D.C. VOTERS, as expected, gave overwhelming approval to a ballot initiative that would legalize marijuana and, as expected, there were immediate rumblings from Capitol Hill of plans to block its implementation. We did not favor passage of Initiative 71, but we do believe in democracy and self-government. Congress should recognize how inappropriate it would be to interfere with the District on this local issue.
Within hours of Tuesday’s passage of a measure that would make it permissible for adults in the District to possess as much as 2 ounces of marijuana, Rep. Andy Harris (R-Md.) signaled his interest in preventing the law from going into effect. “I will consider using all resources available to a member of Congress to stop this action,” said Mr. Harris, who previously tried to upend the District’s decriminalization of marijuana. Mr. Harris said his interest stems from concerns about the possible impact of legalization on adolescent drug use, yet he has shown little interest in the welfare of teenagers who reside in states that have moved to legalize the drug.

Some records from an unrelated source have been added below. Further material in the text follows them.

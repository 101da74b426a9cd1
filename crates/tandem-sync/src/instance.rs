#![forbid(unsafe_code)]

//! Application instance: one session's tree, update manager and observers.
//!
//! Every mutation goes through the instance so the update manager sees it.
//! A request is served by [`ApplicationInstance::synchronize`]:
//!
//! 1. drop stale server records and activate the instance,
//! 2. apply the client's message (input, action, focus),
//! 3. run application code,
//! 4. snapshot the server updates,
//! 5. purge and dispose detached components.

use serde::{Deserialize, Serialize};
use tandem_core::{
    Capabilities, ComponentId, ComponentKind, ComponentTree, LayoutData, PropertyChange,
    PropertyName, PropertyValue, TreeError,
};
use tracing::{debug, info_span, trace};

use crate::client::{ClientAction, ClientInput, ClientMessage};
use crate::config::SyncConfig;
use crate::context::{ActiveInstance, InstanceId};
use crate::manager::UpdateManager;
use crate::observer::{
    ActionEvent, ActionObserver, ChangeOrigin, Observers, PropertyChangeEvent,
    PropertyChangeObserver,
};
use crate::update::ServerComponentUpdate;

/// Result of one synchronization cycle.
#[derive(Debug, Clone, PartialEq, Eq, Serialize, Deserialize)]
pub struct SyncOutcome {
    pub instance: InstanceId,
    /// Re-render from the root; `updates` then only carries removals.
    pub full_refresh: bool,
    /// Records in render order (parents first).
    pub updates: Vec<ServerComponentUpdate>,
    /// Components dropped from the tree at the end of the cycle.
    pub disposed: Vec<ComponentId>,
}

/// One session's component tree and its change tracking.
#[derive(Debug)]
pub struct ApplicationInstance {
    id: InstanceId,
    tree: ComponentTree,
    updates: UpdateManager,
    observers: Observers,
    content_pane: ComponentId,
    focused: Option<ComponentId>,
}

impl ApplicationInstance {
    /// Create an instance whose root window holds an empty content pane.
    pub fn new(config: SyncConfig) -> Result<Self, TreeError> {
        let mut tree = ComponentTree::new();
        let mut updates = UpdateManager::new(config);
        let content_pane = tree.create(ComponentKind::ContentPane)?;
        tree.add(tree.root(), content_pane, &mut updates)?;
        updates.purge();
        let id = InstanceId::next();
        debug!(instance = %id, "application instance created");
        Ok(Self {
            id,
            tree,
            updates,
            observers: Observers::default(),
            content_pane,
            focused: None,
        })
    }

    #[must_use]
    pub const fn id(&self) -> InstanceId {
        self.id
    }

    /// Read-only view of the tree; mutate through the instance.
    #[must_use]
    pub const fn tree(&self) -> &ComponentTree {
        &self.tree
    }

    #[must_use]
    pub const fn config(&self) -> &SyncConfig {
        self.updates.config()
    }

    #[must_use]
    pub const fn updates(&self) -> &UpdateManager {
        &self.updates
    }

    #[must_use]
    pub const fn root(&self) -> ComponentId {
        self.tree.root()
    }

    #[must_use]
    pub const fn content_pane(&self) -> ComponentId {
        self.content_pane
    }

    #[must_use]
    pub const fn focused(&self) -> Option<ComponentId> {
        self.focused
    }

    /// Activate this instance on the current thread until the guard drops.
    pub fn enter(&mut self) -> ActiveInstance<'_> {
        ActiveInstance::new(self)
    }

    pub fn create(&mut self, kind: ComponentKind) -> Result<ComponentId, TreeError> {
        self.tree.create(kind)
    }

    pub fn add(&mut self, parent: ComponentId, child: ComponentId) -> Result<(), TreeError> {
        self.tree.add(parent, child, &mut self.updates)
    }

    pub fn insert(
        &mut self,
        parent: ComponentId,
        child: ComponentId,
        index: usize,
    ) -> Result<(), TreeError> {
        self.tree.insert(parent, child, index, &mut self.updates)
    }

    pub fn remove(&mut self, parent: ComponentId, child: ComponentId) -> Result<(), TreeError> {
        self.tree.remove(parent, child, &mut self.updates)
    }

    pub fn remove_all(&mut self, parent: ComponentId) -> Result<(), TreeError> {
        self.tree.remove_all(parent, &mut self.updates)
    }

    /// Write a property and notify its observers.
    pub fn set_property(
        &mut self,
        component: ComponentId,
        name: PropertyName,
        value: impl Into<PropertyValue>,
    ) -> Result<Option<PropertyChange>, TreeError> {
        let change = self
            .tree
            .set_property(component, name, value.into(), &mut self.updates)?;
        if let Some(change) = &change {
            self.observers.notify_property(&PropertyChangeEvent {
                change: change.clone(),
                origin: ChangeOrigin::Server,
            });
        }
        Ok(change)
    }

    pub fn set_layout_data(
        &mut self,
        component: ComponentId,
        data: Option<LayoutData>,
    ) -> Result<bool, TreeError> {
        self.tree.set_layout_data(component, data, &mut self.updates)
    }

    /// Replace the root window's content pane.
    pub fn set_content_pane(&mut self, pane: ComponentId) -> Result<(), TreeError> {
        if pane == self.content_pane {
            return Ok(());
        }
        let root = self.tree.root();
        self.tree.remove(root, self.content_pane, &mut self.updates)?;
        self.tree.add(root, pane, &mut self.updates)?;
        self.content_pane = pane;
        Ok(())
    }

    pub fn add_property_observer<O>(&mut self, component: ComponentId, observer: O)
    where
        O: PropertyChangeObserver + 'static,
    {
        self.observers.add_property(component, Box::new(observer));
    }

    pub fn add_action_observer<O>(&mut self, component: ComponentId, observer: O)
    where
        O: ActionObserver + 'static,
    {
        self.observers.add_action(component, Box::new(observer));
    }

    /// Queue input the client reported for `component.name`.
    pub fn add_client_property_update(
        &mut self,
        component: ComponentId,
        name: PropertyName,
        value: impl Into<PropertyValue>,
    ) {
        self.updates
            .client_mut()
            .add_client_property_update(component, name, value.into());
    }

    pub fn set_client_action(&mut self, action: ClientAction) {
        self.updates.client_mut().set_action(action);
    }

    pub fn set_client_focus(&mut self, component: ComponentId) {
        self.updates.client_mut().set_focus(component);
    }

    /// Apply queued client input, then fire the queued action and move focus.
    ///
    /// Input for components that no longer exist, are detached, or do not
    /// accept that property is ignored. Applied input is not reported back
    /// to the client.
    pub fn process_client_updates(&mut self) -> Result<(), TreeError> {
        for update in self.updates.client_mut().take_pending() {
            let (component, name, value) = (update.component, update.name, update.value);
            let Some(kind) = self.tree.kind(component) else {
                trace!(%component, %name, "client update for unknown component");
                continue;
            };
            if !self.tree.is_attached(component) || !kind.accepts_input(&name) {
                trace!(%component, %name, kind = kind.name(), "client update ignored");
                continue;
            }

            let current = self
                .tree
                .property(component, &name)
                .cloned()
                .unwrap_or_default();
            let baseline = self
                .updates
                .client()
                .applied(component, &name)
                .map(|input| input.baseline.clone())
                .or_else(|| {
                    self.updates
                        .server()
                        .original_value(component, &name)
                        .cloned()
                })
                .unwrap_or_else(|| current.clone());

            let old = self.tree.apply_input(component, &name, value.clone())?;
            self.updates
                .server_mut()
                .cancel_property_update(component, &name);
            self.updates.client_mut().record_applied(
                component,
                name.clone(),
                ClientInput {
                    value: value.clone(),
                    baseline,
                },
            );
            if old != value {
                self.observers.notify_property(&PropertyChangeEvent {
                    change: PropertyChange {
                        component,
                        name,
                        old,
                        new: value,
                    },
                    origin: ChangeOrigin::Client,
                });
            }
        }

        if let Some(action) = self.updates.client_mut().take_action() {
            self.process_client_action(action)?;
        }
        if let Some(focus) = self.updates.client_mut().take_focus() {
            if self.tree.is_attached(focus) {
                self.focused = Some(focus);
            } else {
                trace!(component = %focus, "focus on detached component ignored");
            }
        }
        Ok(())
    }

    fn process_client_action(&mut self, action: ClientAction) -> Result<(), TreeError> {
        let source = action.component;
        let is_source = self
            .tree
            .kind(source)
            .is_some_and(|kind| kind.capabilities().contains(Capabilities::ACTION_SOURCE));
        if !is_source || !self.tree.is_attached(source) {
            trace!(component = %source, "client action ignored");
            return Ok(());
        }
        let event = ActionEvent {
            source,
            command: action.command,
        };
        let mut observers = self.observers.take_action(source);
        let mut result = Ok(());
        for observer in &mut observers {
            result = observer.action_performed(self, &event);
            if result.is_err() {
                break;
            }
        }
        self.observers.restore_action(source, observers);
        result
    }

    /// Pending server updates, parents first.
    #[must_use]
    pub fn server_component_updates(&self) -> Vec<&ServerComponentUpdate> {
        self.updates.server().server_component_updates(&self.tree)
    }

    #[must_use]
    pub fn is_full_refresh_required(&self) -> bool {
        self.updates.server().is_full_refresh_required()
    }

    pub fn process_full_refresh(&mut self) {
        self.updates.server_mut().process_full_refresh(&self.tree);
    }

    /// Discard all recorded updates and client input.
    pub fn purge(&mut self) {
        self.updates.purge();
    }

    /// Drop detached subtrees and their observers.
    pub fn dispose_detached(&mut self) -> Vec<ComponentId> {
        let disposed = self.tree.dispose_detached();
        for &component in &disposed {
            self.observers.forget(component);
            if self.focused == Some(component) {
                self.focused = None;
            }
        }
        disposed
    }

    /// Run one full request cycle.
    ///
    /// Input queued through [`Self::add_client_property_update`],
    /// [`Self::set_client_action`] or [`Self::set_client_focus`] before the
    /// call is applied together with `message`; the message wins where both
    /// report the same property.
    ///
    /// A successful cycle purges tracked state before returning; an error
    /// from `handler` leaves partial updates that the next cycle discards.
    pub fn synchronize<F, E>(&mut self, message: ClientMessage, handler: F) -> Result<SyncOutcome, E>
    where
        F: FnOnce(&mut ApplicationInstance) -> Result<(), E>,
        E: From<TreeError>,
    {
        let span = info_span!("sync_cycle", instance = %self.id);
        let _span = span.enter();

        self.updates.begin_cycle();
        let mut active = self.enter();
        active.updates.client_mut().add_message(message);
        active.process_client_updates()?;
        handler(&mut *active)?;

        let full_refresh = active.is_full_refresh_required();
        let updates: Vec<ServerComponentUpdate> = active
            .server_component_updates()
            .into_iter()
            .cloned()
            .collect();
        active.purge();
        let disposed = active.dispose_detached();
        debug!(
            full_refresh,
            updates = updates.len(),
            disposed = disposed.len(),
            "sync cycle complete"
        );
        Ok(SyncOutcome {
            instance: active.id(),
            full_refresh,
            updates,
            disposed,
        })
    }
}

The District, because of its unique relation to Congress, is an easy stalking horse for members to advance agendas that would be unpalatable in most jurisdictions. And the Democratic-majority city’s always-tenuous relationship with the Hill became even more precarious with the Republican sweep of the midterm elections.
There are, nonetheless, some hopeful signs that Congress might respect D.C. rights on this matter. The GOP-controlled House went on record this year as opposing the use of funds to prevent states from implementing laws that authorize the use, distribution and possession of medical marijuana. Rand Paul (Ky.), the ranking Republican on the Senate committee with oversight of the District, has said that D.C. voters, not Congress, should decide this issue. “I’m not for having the federal government get involved,” he told Roll Call.
That Congress will scrutinize the law is all the more reason the District needs to take care in crafting a system that regulates the sale of the drug. The experience of states such as Colorado have revealed unintended — and harmful — consequences, most notably problems with marijuana’s main active ingredient in food products. The D.C. Council, which did a good job establishing rules for medical marijuana, should do its homework on how legalization is unfolding in other states before allowing Initiative 71 to go into effect.